=== Section Start ===
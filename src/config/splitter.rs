//! Dump splitting and chunk output configuration

use serde::{Deserialize, Serialize};

/// How a dump is cut into chunks
#[derive(Debug, Clone, PartialEq, Eq, Serialize, Deserialize)]
pub struct SplitterConfig {
    /// Keep only pages whose `<ns>` is in this list (empty = keep everything)
    #[serde(default = "default_namespaces")]
    pub namespaces: Vec<i32>,
    /// Number of accepted pages per chunk
    #[serde(default = "default_pages_per_chunk")]
    pub pages_per_chunk: usize,
    /// Stop after this many accepted pages
    #[serde(default)]
    pub max_pages: Option<usize>,
}

fn default_namespaces() -> Vec<i32> {
    vec![0]
}

fn default_pages_per_chunk() -> usize {
    1000
}

impl Default for SplitterConfig {
    fn default() -> Self {
        Self {
            namespaces: default_namespaces(),
            pages_per_chunk: default_pages_per_chunk(),
            max_pages: None,
        }
    }
}

impl SplitterConfig {
    /// The `--head` preset: first 1000 main-namespace pages
    pub fn head() -> Self {
        Self {
            namespaces: vec![0],
            pages_per_chunk: default_pages_per_chunk(),
            max_pages: Some(1000),
        }
    }
}

/// Where and how split chunks are written
#[derive(Debug, Clone, Default, Serialize, Deserialize)]
pub struct OutputConfig {
    /// File name prefix for chunk files (`<prefix>000000001.xml`)
    #[serde(default)]
    pub chunk_prefix: String,
}
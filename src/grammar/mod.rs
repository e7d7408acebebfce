//! Per-language extraction grammars
//!
//! A [`GrammarDefinition`] is plain data (it round-trips through TOML); a
//! [`Grammar`] is the compiled, immutable form the extractor runs. All
//! patterns are compiled once, in [`Grammar::compile`].

pub mod cleaner;
pub mod registry;

pub use cleaner::{CleanRule, Cleaner, CleanerSpec, ParameterGuard};
pub use registry::{builtin_grammar, builtin_names, load_grammar};

use crate::error::GrammarError;
use regex::Regex;
use serde::{Deserialize, Serialize};
use std::collections::HashSet;
use std::path::Path;

/// Syntax of the heading that opens a language block.
///
/// For `== {{langue|fr}} ==` this is open `==`, prefix `{{langue|`, suffix
/// `}}`, close `==`, target `fr`.
#[derive(Debug, Clone, PartialEq, Eq, Serialize, Deserialize)]
pub struct LanguageBlockSyntax {
    /// Opening delimiter (literal)
    #[serde(default)]
    pub open: String,
    /// Literal text before the label
    #[serde(default)]
    pub prefix: String,
    /// Literal text after the label
    #[serde(default)]
    pub suffix: String,
    /// Closing delimiter (literal)
    #[serde(default)]
    pub close: String,
    /// Opening delimiter must start the line
    #[serde(default)]
    pub anchor_open: bool,
    /// Closing delimiter must end the line
    #[serde(default)]
    pub anchor_close: bool,
    /// Label that opens the wanted block
    pub target: String,
    /// Only labels at most this long (in characters) end the block
    #[serde(default)]
    pub max_length_stop: Option<usize>,
}

/// Transcription delimiters to strip, as sets of characters
#[derive(Debug, Clone, Default, PartialEq, Eq, Serialize, Deserialize)]
pub struct DelimiterSet {
    #[serde(default)]
    pub open: String,
    #[serde(default)]
    pub close: String,
}

/// One extraction rule: a pattern with a capture group and its cleaner
#[derive(Debug, Clone, PartialEq, Eq, Serialize, Deserialize)]
pub struct RuleDefinition {
    pub pattern: String,
    #[serde(default)]
    pub cleaner: CleanerSpec,
}

impl RuleDefinition {
    pub fn identity(pattern: impl Into<String>) -> Self {
        Self {
            pattern: pattern.into(),
            cleaner: CleanerSpec::Identity,
        }
    }

    pub fn cleaned(pattern: impl Into<String>, cleaner: CleanerSpec) -> Self {
        Self {
            pattern: pattern.into(),
            cleaner,
        }
    }
}

fn default_mw_type() -> String {
    "wiktionary".to_string()
}

/// Serializable grammar description
#[derive(Debug, Clone, PartialEq, Eq, Serialize, Deserialize)]
pub struct GrammarDefinition {
    /// ISO language code of the wiki
    pub language: String,
    /// MediaWiki project type
    #[serde(default = "default_mw_type")]
    pub mw_type: String,
    pub language_block: LanguageBlockSyntax,
    /// Pattern marking the start of the pronunciation block
    #[serde(default)]
    pub pronunciation_block: Option<String>,
    /// Tried in order on every line
    pub rules: Vec<RuleDefinition>,
    #[serde(default)]
    pub delimiters: DelimiterSet,
    /// Values meaning "template present, no transcription"
    #[serde(default)]
    pub sentinels: Vec<String>,
}

impl GrammarDefinition {
    /// Parse a TOML definition
    pub fn from_toml_str(s: &str) -> Result<Self, GrammarError> {
        Ok(toml::from_str(s)?)
    }

    /// Read a TOML definition from disk
    pub fn from_file(path: &Path) -> Result<Self, GrammarError> {
        let content = std::fs::read_to_string(path).map_err(|source| GrammarError::Read {
            path: path.to_path_buf(),
            source,
        })?;
        Self::from_toml_str(&content)
    }
}

/// A compiled rule
#[derive(Debug, Clone)]
pub struct ExtractionRule {
    pub pattern: Regex,
    pub clean: CleanRule,
}

/// Compiled, immutable grammar
#[derive(Debug, Clone)]
pub struct Grammar {
    language: String,
    mw_type: String,
    target: String,
    max_length_stop: Option<usize>,
    block_regex: Regex,
    pronunciation_regex: Option<Regex>,
    rules: Vec<ExtractionRule>,
    delimiter_regex: Option<Regex>,
    sentinels: HashSet<String>,
}

impl Grammar {
    /// Compile a definition
    pub fn compile(def: &GrammarDefinition) -> Result<Self, GrammarError> {
        if def.language.trim().is_empty() {
            return Err(GrammarError::InvalidDefinition("language must not be empty".into()));
        }
        if def.language_block.target.is_empty() {
            return Err(GrammarError::InvalidDefinition(
                "language_block.target must not be empty".into(),
            ));
        }
        if def.rules.is_empty() {
            return Err(GrammarError::InvalidDefinition(
                "at least one extraction rule is required".into(),
            ));
        }

        let block_regex = compile_pattern("language_block", &block_pattern(&def.language_block)?)?;

        let pronunciation_regex = def
            .pronunciation_block
            .as_deref()
            .map(|p| compile_pattern("pronunciation_block", p))
            .transpose()?;

        let mut grammar = Self {
            language: def.language.clone(),
            mw_type: def.mw_type.clone(),
            target: def.language_block.target.clone(),
            max_length_stop: def.language_block.max_length_stop,
            block_regex,
            pronunciation_regex,
            rules: Vec::with_capacity(def.rules.len()),
            delimiter_regex: delimiter_pattern(&def.delimiters)
                .map(|p| compile_pattern("delimiters", &p))
                .transpose()?,
            sentinels: def.sentinels.iter().cloned().collect(),
        };

        for (i, rule) in def.rules.iter().enumerate() {
            grammar.push_rule_at(format!("rules[{}]", i), &rule.pattern, rule.cleaner.clone().into_rule())?;
        }

        Ok(grammar)
    }

    /// Append a rule with a custom cleaner
    pub fn with_rule(mut self, pattern: &str, clean: CleanRule) -> Result<Self, GrammarError> {
        let field = format!("rules[{}]", self.rules.len());
        self.push_rule_at(field, pattern, clean)?;
        Ok(self)
    }

    fn push_rule_at(&mut self, field: String, pattern: &str, clean: CleanRule) -> Result<(), GrammarError> {
        let regex = compile_pattern(&field, pattern)?;
        if regex.captures_len() < 2 {
            return Err(GrammarError::MissingCaptureGroup(field));
        }
        self.rules.push(ExtractionRule { pattern: regex, clean });
        Ok(())
    }

    pub fn language(&self) -> &str {
        &self.language
    }

    pub fn mw_type(&self) -> &str {
        &self.mw_type
    }

    /// Label of the wanted language block
    pub fn target(&self) -> &str {
        &self.target
    }

    pub fn max_length_stop(&self) -> Option<usize> {
        self.max_length_stop
    }

    pub fn block_regex(&self) -> &Regex {
        &self.block_regex
    }

    pub fn pronunciation_regex(&self) -> Option<&Regex> {
        self.pronunciation_regex.as_ref()
    }

    pub fn rules(&self) -> &[ExtractionRule] {
        &self.rules
    }

    pub fn delimiter_regex(&self) -> Option<&Regex> {
        self.delimiter_regex.as_ref()
    }

    pub fn is_sentinel(&self, value: &str) -> bool {
        self.sentinels.contains(value)
    }

    /// Run the extractor on one page's wikitext
    pub fn extract(&self, text: &str) -> crate::extractor::Extraction {
        crate::extractor::extract(self, text)
    }
}

fn compile_pattern(field: &str, pattern: &str) -> Result<Regex, GrammarError> {
    Regex::new(pattern).map_err(|source| GrammarError::InvalidPattern {
        field: field.to_string(),
        source,
    })
}

/// Build the heading pattern. The label is everything up to the first
/// character of the suffix (or of the closing delimiter without a suffix).
/// Without a suffix the prefix is not part of the heading syntax.
fn block_pattern(syntax: &LanguageBlockSyntax) -> Result<String, GrammarError> {
    let stop_char = syntax
        .suffix
        .chars()
        .next()
        .or_else(|| syntax.close.chars().next())
        .ok_or_else(|| {
            GrammarError::InvalidDefinition(
                "language_block needs a suffix or a closing delimiter".into(),
            )
        })?;

    let label = format!("([^{}]*)", regex::escape(&stop_char.to_string()));
    let body = if syntax.suffix.is_empty() {
        format!(
            "{}{}{}",
            regex::escape(&syntax.open),
            label,
            regex::escape(&syntax.close)
        )
    } else {
        format!(
            "{}[ ]*{}{}{}[ ]*{}",
            regex::escape(&syntax.open),
            regex::escape(&syntax.prefix),
            label,
            regex::escape(&syntax.suffix),
            regex::escape(&syntax.close)
        )
    };

    Ok(format!(
        "{}{}{}",
        if syntax.anchor_open { "^" } else { "" },
        body,
        if syntax.anchor_close { "$" } else { "" }
    ))
}

/// `^[open]*(.*?)[close]*$`, or `None` when no delimiters are configured
fn delimiter_pattern(delimiters: &DelimiterSet) -> Option<String> {
    if delimiters.open.is_empty() && delimiters.close.is_empty() {
        return None;
    }

    let class = |chars: &str| -> String {
        if chars.is_empty() {
            String::new()
        } else {
            let escaped: String = chars.chars().map(|c| regex::escape(&c.to_string())).collect();
            format!("[{}]*", escaped)
        }
    };

    Some(format!("^{}(.*?){}$", class(&delimiters.open), class(&delimiters.close)))
}
use anyhow::{Context, Result};
use clap::Args;
use std::io::Write;
use std::path::PathBuf;
use tracing::info;
use wiktminer::{
    config::{Config, SplitterConfig},
    dump::{count_pages, DumpSource, SplitSummary, Splitter},
};

#[derive(Debug, Args)]
pub struct SplitArgs {
    /// Dump file (.xml or .xml.bz2, `-` for stdin)
    pub dump: PathBuf,

    /// Directory for the chunk files (must exist)
    #[arg(short, long, default_value = ".")]
    pub output_dir: PathBuf,

    /// Chunk file name prefix
    #[arg(short, long)]
    pub prefix: Option<String>,

    /// Keep only pages in these namespaces
    #[arg(long, num_args = 1..)]
    pub ns: Vec<i32>,

    /// Pages per chunk
    #[arg(long)]
    pub pages_per_chunk: Option<usize>,

    /// Stop after this many pages
    #[arg(long)]
    pub max_pages: Option<usize>,

    /// Only the first 1000 pages of namespace 0
    #[arg(long)]
    pub head: bool,

    /// Only count the pages, write nothing
    #[arg(long, conflicts_with_all = ["head", "max_pages"])]
    pub count: bool,

    /// Print split statistics
    #[arg(long)]
    pub stats: bool,
}

pub fn split(config: Config, args: SplitArgs) -> Result<()> {
    let source = DumpSource::open(&args.dump)
        .with_context(|| format!("Failed to open dump: {}", args.dump.display()))?;

    if args.count {
        let pages = count_pages(source)?;
        eprintln!("{}", pages);
        return Ok(());
    }

    let mut splitter_config = if args.head {
        SplitterConfig::head()
    } else {
        config.splitter
    };
    if !args.ns.is_empty() {
        splitter_config.namespaces = args.ns;
    }
    if let Some(k) = args.pages_per_chunk {
        splitter_config.pages_per_chunk = k;
    }
    if args.max_pages.is_some() {
        splitter_config.max_pages = args.max_pages;
    }

    let prefix = args.prefix.unwrap_or(config.output.chunk_prefix);
    info!(
        "Splitting {} into {} ({} pages per chunk)",
        args.dump.display(),
        args.output_dir.display(),
        splitter_config.pages_per_chunk
    );

    let summary = Splitter::new(source, &splitter_config)?
        .split_to_dir(&args.output_dir, &prefix)
        .with_context(|| format!("Failed to split {}", args.dump.display()))?;

    if args.stats {
        write_summary(&mut std::io::stderr().lock(), &summary)?;
    }

    Ok(())
}

fn write_summary<W: Write>(writer: &mut W, summary: &SplitSummary) -> std::io::Result<()> {
    writeln!(writer, "\nSplit Summary")?;
    writeln!(writer, "=============")?;
    writeln!(writer, "Pages seen:          {}", summary.pages_total)?;
    writeln!(writer, "Pages in namespace:  {}", summary.pages_matching_namespace)?;
    writeln!(writer, "Chunks written:      {}", summary.chunks_written)
}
=== Section End ===
*Task item*
Go through the material above, and wherever a line holds the word "wanted", copy it.

*Answer*
    /// Label that opens the wanted block
    /// Label of the wanted language block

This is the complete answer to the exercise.